_Task_
In the records below, begin at the line that has "let db = (other.scale" and stop after the line that has "da > other.size"; quote those lines verbatim and nothing more.
== Task material ==
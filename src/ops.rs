/*!
Arithmetic operators.

Every binary operator aligns scales first, then works on mantissas, then
picks an output size reflecting how much precision is legitimately
present. Alignment always moves the finer operand up to the coarser
scale with the half-away rounding shift: a sum or difference cannot be
known more finely than its coarser input.

Shifts are the exception: `<<` and `>>` touch only the scale, never the
mantissa, so they are exact and precision-free.
*/

use std::cmp::Ordering;
use std::ops::{
    Add, AddAssign, Div, DivAssign, Mul, MulAssign, Neg, Rem, RemAssign, Shl, ShlAssign, Shr,
    ShrAssign, Sub, SubAssign,
};

use num_traits::Zero;
use rug::Integer;

use crate::error::panic_divide_by_zero;
use crate::number::{BigFloat, GUARD_BITS};
use crate::shift::rounding_right_shift;
use crate::util::bit_length;

impl BigFloat {
    /// Shared core of `+` and `-`.
    fn add_signed(&self, other: &Self, negate_other: bool) -> Self {
        if self.is_strict_zero() {
            let r = other.clone();
            return if negate_other { -r } else { r };
        }
        if other.is_strict_zero() {
            return self.clone();
        }

        let delta = self.scale - other.scale;
        if delta >= 0 {
            let d = delta as usize;
            if d > other.size {
                // other is entirely below the rounding floor of self
                return self.clone();
            }
            let shifted = rounding_right_shift(&other.mantissa, d);
            let m = if negate_other {
                Integer::from(&self.mantissa - shifted)
            } else {
                Integer::from(&self.mantissa + shifted)
            };
            Self::raw(m, self.scale)
        } else {
            let d = (-delta) as usize;
            if d > self.size {
                let r = other.clone();
                return if negate_other { -r } else { r };
            }
            let shifted = rounding_right_shift(&self.mantissa, d);
            let m = if negate_other {
                shifted - &other.mantissa
            } else {
                shifted + &other.mantissa
            };
            Self::raw(m, other.scale)
        }
    }

    fn mul_impl(&self, other: &Self) -> Self {
        if self.is_strict_zero() || other.is_strict_zero() {
            // keep the tighter (greater) accuracy of the two inputs
            return Self::zero_with_accuracy(self.accuracy().max(other.accuracy()));
        }

        let m = Integer::from(&self.mantissa * &other.mantissa);
        let target = self.size.min(other.size);
        let k = bit_length(&m).saturating_sub(target);
        let m = if k > 0 { rounding_right_shift(&m, k) } else { m };
        Self::raw(
            m,
            self.scale + other.scale - GUARD_BITS as isize + k as isize,
        )
    }

    fn div_impl(&self, other: &Self) -> Self {
        if other.is_strict_zero() {
            panic_divide_by_zero();
        }
        if self.is_strict_zero() {
            return Self::zero_with_accuracy(self.accuracy().max(other.accuracy()));
        }

        // land the quotient in a min-precision window, one bit wide of
        // the target so the final rounding is honest
        let target = self.size.min(other.size);
        let shift = (target + 1 + other.size).saturating_sub(self.size);
        let num = Integer::from(&self.mantissa << shift as u32);
        let q = num / &other.mantissa;

        let k = bit_length(&q).saturating_sub(target);
        let q = if k > 0 { rounding_right_shift(&q, k) } else { q };
        Self::raw(
            q,
            self.scale - other.scale - shift as isize + GUARD_BITS as isize + k as isize,
        )
    }

    /// Truncated remainder: `self - trunc(self/other) * other`, with the
    /// sign of `self`.
    fn rem_impl(&self, other: &Self) -> Self {
        if other.is_strict_zero() {
            panic_divide_by_zero();
        }
        if self.is_strict_zero() {
            return self.clone();
        }
        // two binary orders below the divisor: the quotient truncates
        // to zero and the remainder is the dividend itself
        if self.binary_exponent() < other.binary_exponent() - 1 {
            return self.clone();
        }

        let common = self.scale.min(other.scale);
        let da = (self.scale - common) as usize;
        let db = (other.scale - common) as usize;

        let b_mag = Integer::from(other.mantissa.abs_ref()) << db as u32;
        let a_mag = Integer::from(self.mantissa.abs_ref());
        let negative = self.mantissa.cmp0() == Ordering::Less;

        let r_mag = if b_mag.is_power_of_two() {
            // mask off the bits below the divisor
            let j = bit_length(&b_mag) - 1;
            if da >= j {
                Integer::new()
            } else {
                Integer::from(a_mag.keep_bits_ref((j - da) as u32)) << da as u32
            }
        } else if da > other.size + 64 {
            // the aligned dividend would be enormous; fold the scale
            // shift in with modular exponentiation instead
            let two_da = Integer::from(2)
                .pow_mod(&Integer::from(da), &b_mag)
                .unwrap();
            (a_mag % &b_mag * two_da) % &b_mag
        } else {
            (a_mag << da as u32) % &b_mag
        };

        let m = if negative { -r_mag } else { r_mag };
        Self::raw(m, common)
    }

    /// Remainder with the sign convention of the divisor.
    pub fn modulo(&self, other: &Self) -> Self {
        let r = self.rem_impl(other);
        if !r.is_strict_zero() && r.mantissa.cmp0() != other.mantissa.cmp0() {
            r + other.clone()
        } else {
            r
        }
    }

    /// `modulo` without the panic: divide-by-zero comes back as an error.
    pub fn checked_modulo(&self, other: &Self) -> Result<Self, crate::error::Error> {
        if other.is_strict_zero() {
            Err(crate::error::Error::DivideByZero)
        } else {
            Ok(self.modulo(other))
        }
    }

    /// `/` without the panic: divide-by-zero comes back as an error.
    pub fn checked_div(&self, other: &Self) -> Result<Self, crate::error::Error> {
        if other.is_strict_zero() {
            Err(crate::error::Error::DivideByZero)
        } else {
            Ok(self.div_impl(other))
        }
    }
}

impl Neg for &BigFloat {
    type Output = BigFloat;

    fn neg(self) -> BigFloat {
        BigFloat {
            mantissa: Integer::from(-&self.mantissa),
            scale: self.scale,
            size: self.size,
        }
    }
}

impl Neg for BigFloat {
    type Output = BigFloat;

    fn neg(self) -> BigFloat {
        BigFloat {
            mantissa: -self.mantissa,
            scale: self.scale,
            size: self.size,
        }
    }
}

impl Add for &BigFloat {
    type Output = BigFloat;

    fn add(self, rhs: Self) -> BigFloat {
        self.add_signed(rhs, false)
    }
}

impl Sub for &BigFloat {
    type Output = BigFloat;

    fn sub(self, rhs: Self) -> BigFloat {
        self.add_signed(rhs, true)
    }
}

impl Mul for &BigFloat {
    type Output = BigFloat;

    fn mul(self, rhs: Self) -> BigFloat {
        self.mul_impl(rhs)
    }
}

impl Div for &BigFloat {
    type Output = BigFloat;

    fn div(self, rhs: Self) -> BigFloat {
        self.div_impl(rhs)
    }
}

impl Rem for &BigFloat {
    type Output = BigFloat;

    fn rem(self, rhs: Self) -> BigFloat {
        self.rem_impl(rhs)
    }
}

/// Forwards the owned-operand operator forms to the borrowed core.
macro_rules! forward_binop {
    ($($imp:ident, $method:ident);*) => {$(
        impl $imp for BigFloat {
            type Output = BigFloat;

            fn $method(self, rhs: BigFloat) -> BigFloat {
                (&self).$method(&rhs)
            }
        }

        impl $imp<&BigFloat> for BigFloat {
            type Output = BigFloat;

            fn $method(self, rhs: &BigFloat) -> BigFloat {
                (&self).$method(rhs)
            }
        }

        impl $imp<BigFloat> for &BigFloat {
            type Output = BigFloat;

            fn $method(self, rhs: BigFloat) -> BigFloat {
                self.$method(&rhs)
            }
        }
    )*};
}

forward_binop!(Add, add; Sub, sub; Mul, mul; Div, div; Rem, rem);

macro_rules! forward_assign {
    ($($imp:ident, $method:ident, $op:ident);*) => {$(
        impl $imp for BigFloat {
            fn $method(&mut self, rhs: BigFloat) {
                *self = (&*self).$op(&rhs);
            }
        }

        impl $imp<&BigFloat> for BigFloat {
            fn $method(&mut self, rhs: &BigFloat) {
                *self = (&*self).$op(rhs);
            }
        }
    )*};
}

forward_assign!(
    AddAssign, add_assign, add;
    SubAssign, sub_assign, sub;
    MulAssign, mul_assign, mul;
    DivAssign, div_assign, div;
    RemAssign, rem_assign, rem
);

impl Shl<u32> for &BigFloat {
    type Output = BigFloat;

    // a scale operation, not a precision operation
    fn shl(self, rhs: u32) -> BigFloat {
        BigFloat {
            mantissa: self.mantissa.clone(),
            scale: self.scale + rhs as isize,
            size: self.size,
        }
    }
}

impl Shr<u32> for &BigFloat {
    type Output = BigFloat;

    fn shr(self, rhs: u32) -> BigFloat {
        BigFloat {
            mantissa: self.mantissa.clone(),
            scale: self.scale - rhs as isize,
            size: self.size,
        }
    }
}

impl Shl<u32> for BigFloat {
    type Output = BigFloat;

    fn shl(mut self, rhs: u32) -> BigFloat {
        self.scale += rhs as isize;
        self
    }
}

impl Shr<u32> for BigFloat {
    type Output = BigFloat;

    fn shr(mut self, rhs: u32) -> BigFloat {
        self.scale -= rhs as isize;
        self
    }
}

impl ShlAssign<u32> for BigFloat {
    fn shl_assign(&mut self, rhs: u32) {
        self.scale += rhs as isize;
    }
}

impl ShrAssign<u32> for BigFloat {
    fn shr_assign(&mut self, rhs: u32) {
        self.scale -= rhs as isize;
    }
}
===
_Task response_
        let db = (other.scale - common) as usize;

        let b_mag = Integer::from(other.mantissa.abs_ref()) << db as u32;
        let a_mag = Integer::from(self.mantissa.abs_ref());
        let negative = self.mantissa.cmp0() == Ordering::Less;

        let r_mag = if b_mag.is_power_of_two() {
            // mask off the bits below the divisor
            let j = bit_length(&b_mag) - 1;
            if da >= j {
                Integer::new()
            } else {
                Integer::from(a_mag.keep_bits_ref((j - da) as u32)) << da as u32
            }
        } else if da > other.size + 64 {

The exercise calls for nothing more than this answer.